**Work task**
If a line in the entries below includes "environment", show that line.

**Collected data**
====

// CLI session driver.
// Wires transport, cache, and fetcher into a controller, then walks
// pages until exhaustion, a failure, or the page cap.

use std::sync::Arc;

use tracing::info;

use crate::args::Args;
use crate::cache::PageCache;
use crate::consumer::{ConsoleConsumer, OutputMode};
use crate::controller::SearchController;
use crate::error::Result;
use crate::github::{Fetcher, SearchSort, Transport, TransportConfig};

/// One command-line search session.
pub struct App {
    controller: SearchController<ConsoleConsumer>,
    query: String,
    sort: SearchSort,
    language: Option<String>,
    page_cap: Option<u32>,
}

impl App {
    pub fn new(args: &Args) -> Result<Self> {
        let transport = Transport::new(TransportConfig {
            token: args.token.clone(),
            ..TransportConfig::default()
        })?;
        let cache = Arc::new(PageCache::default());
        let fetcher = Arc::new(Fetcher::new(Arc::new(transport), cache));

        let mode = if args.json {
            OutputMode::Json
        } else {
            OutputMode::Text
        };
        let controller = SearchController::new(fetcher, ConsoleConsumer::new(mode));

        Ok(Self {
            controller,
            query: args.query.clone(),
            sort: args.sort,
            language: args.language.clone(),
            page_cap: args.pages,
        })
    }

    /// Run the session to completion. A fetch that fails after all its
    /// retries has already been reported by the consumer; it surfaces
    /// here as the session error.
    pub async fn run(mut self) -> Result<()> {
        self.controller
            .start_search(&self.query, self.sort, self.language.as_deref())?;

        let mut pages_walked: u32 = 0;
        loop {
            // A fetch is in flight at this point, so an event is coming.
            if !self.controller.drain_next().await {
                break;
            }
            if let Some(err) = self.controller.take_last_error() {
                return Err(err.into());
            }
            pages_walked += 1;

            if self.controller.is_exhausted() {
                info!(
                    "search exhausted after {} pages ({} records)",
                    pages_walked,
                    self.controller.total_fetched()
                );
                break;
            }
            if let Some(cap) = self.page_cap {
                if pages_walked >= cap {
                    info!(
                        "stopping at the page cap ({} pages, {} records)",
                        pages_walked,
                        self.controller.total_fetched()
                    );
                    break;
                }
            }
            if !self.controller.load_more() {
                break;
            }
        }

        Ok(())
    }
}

====

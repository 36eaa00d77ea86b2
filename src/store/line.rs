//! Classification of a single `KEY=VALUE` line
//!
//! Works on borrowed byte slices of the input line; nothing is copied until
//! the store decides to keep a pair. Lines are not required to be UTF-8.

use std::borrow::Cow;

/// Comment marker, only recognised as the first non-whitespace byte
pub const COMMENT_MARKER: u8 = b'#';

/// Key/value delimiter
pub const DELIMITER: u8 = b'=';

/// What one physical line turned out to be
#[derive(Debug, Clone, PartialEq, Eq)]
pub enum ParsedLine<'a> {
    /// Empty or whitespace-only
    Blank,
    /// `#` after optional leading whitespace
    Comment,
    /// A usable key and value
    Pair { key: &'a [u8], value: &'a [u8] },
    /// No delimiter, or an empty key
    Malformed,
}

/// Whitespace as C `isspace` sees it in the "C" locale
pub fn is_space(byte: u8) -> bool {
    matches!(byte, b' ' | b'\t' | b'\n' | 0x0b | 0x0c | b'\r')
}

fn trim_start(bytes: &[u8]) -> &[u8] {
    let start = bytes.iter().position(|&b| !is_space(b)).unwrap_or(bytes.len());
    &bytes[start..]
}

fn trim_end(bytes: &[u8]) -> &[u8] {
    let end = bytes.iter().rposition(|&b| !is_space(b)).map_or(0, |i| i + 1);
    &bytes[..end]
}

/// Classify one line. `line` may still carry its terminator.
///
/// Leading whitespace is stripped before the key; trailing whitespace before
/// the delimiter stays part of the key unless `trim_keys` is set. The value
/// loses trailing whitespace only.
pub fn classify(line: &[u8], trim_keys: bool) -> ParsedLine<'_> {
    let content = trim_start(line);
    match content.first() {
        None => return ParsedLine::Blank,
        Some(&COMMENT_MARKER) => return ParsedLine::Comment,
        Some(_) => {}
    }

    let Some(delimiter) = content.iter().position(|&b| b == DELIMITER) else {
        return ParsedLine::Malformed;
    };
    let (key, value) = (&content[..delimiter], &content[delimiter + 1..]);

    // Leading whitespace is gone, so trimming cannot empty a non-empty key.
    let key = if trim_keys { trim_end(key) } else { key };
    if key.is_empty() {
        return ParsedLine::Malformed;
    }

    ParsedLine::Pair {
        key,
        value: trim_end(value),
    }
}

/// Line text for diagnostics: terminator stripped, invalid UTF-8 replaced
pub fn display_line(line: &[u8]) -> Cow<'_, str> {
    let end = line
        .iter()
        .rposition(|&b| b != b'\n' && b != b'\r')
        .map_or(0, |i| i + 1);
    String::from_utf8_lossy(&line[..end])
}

====

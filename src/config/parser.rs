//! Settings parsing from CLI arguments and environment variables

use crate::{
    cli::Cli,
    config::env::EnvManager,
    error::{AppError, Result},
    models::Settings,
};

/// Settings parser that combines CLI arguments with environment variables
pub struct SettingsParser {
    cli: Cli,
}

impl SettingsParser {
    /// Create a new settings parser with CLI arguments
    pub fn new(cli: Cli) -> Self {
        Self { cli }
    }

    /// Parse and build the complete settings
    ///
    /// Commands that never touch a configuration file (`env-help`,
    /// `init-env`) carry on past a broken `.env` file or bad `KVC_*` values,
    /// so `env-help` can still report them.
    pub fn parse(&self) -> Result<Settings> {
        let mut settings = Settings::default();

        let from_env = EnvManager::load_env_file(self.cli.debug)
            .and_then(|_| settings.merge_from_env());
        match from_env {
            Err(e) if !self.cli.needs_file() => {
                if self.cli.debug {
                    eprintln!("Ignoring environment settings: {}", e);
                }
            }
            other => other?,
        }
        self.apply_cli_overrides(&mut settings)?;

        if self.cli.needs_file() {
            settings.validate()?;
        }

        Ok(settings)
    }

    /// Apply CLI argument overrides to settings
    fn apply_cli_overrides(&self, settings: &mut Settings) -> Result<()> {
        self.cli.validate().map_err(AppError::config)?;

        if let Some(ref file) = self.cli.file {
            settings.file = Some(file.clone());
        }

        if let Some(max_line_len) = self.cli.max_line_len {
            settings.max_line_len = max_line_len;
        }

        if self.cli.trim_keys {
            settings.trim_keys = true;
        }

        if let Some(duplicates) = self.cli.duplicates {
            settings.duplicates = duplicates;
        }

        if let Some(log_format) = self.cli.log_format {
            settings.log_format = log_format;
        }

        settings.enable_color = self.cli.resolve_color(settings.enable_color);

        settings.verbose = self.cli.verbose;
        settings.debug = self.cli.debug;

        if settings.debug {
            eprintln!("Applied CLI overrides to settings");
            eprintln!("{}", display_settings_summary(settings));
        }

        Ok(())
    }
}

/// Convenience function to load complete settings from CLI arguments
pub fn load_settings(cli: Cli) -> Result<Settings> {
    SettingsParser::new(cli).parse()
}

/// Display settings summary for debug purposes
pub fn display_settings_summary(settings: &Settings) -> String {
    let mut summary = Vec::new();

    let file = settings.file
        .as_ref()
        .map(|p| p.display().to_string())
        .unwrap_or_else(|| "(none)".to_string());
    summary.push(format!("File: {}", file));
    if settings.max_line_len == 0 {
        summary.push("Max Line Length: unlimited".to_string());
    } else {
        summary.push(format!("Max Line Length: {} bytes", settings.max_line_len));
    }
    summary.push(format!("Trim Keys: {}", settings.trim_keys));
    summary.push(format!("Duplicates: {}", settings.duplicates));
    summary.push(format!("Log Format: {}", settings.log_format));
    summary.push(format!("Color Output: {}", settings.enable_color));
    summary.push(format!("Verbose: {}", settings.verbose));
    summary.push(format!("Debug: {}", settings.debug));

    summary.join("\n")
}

====

**Problem solution**
//! Settings parsing from CLI arguments and environment variables
/// Settings parser that combines CLI arguments with environment variables
                    eprintln!("Ignoring environment settings: {}", e);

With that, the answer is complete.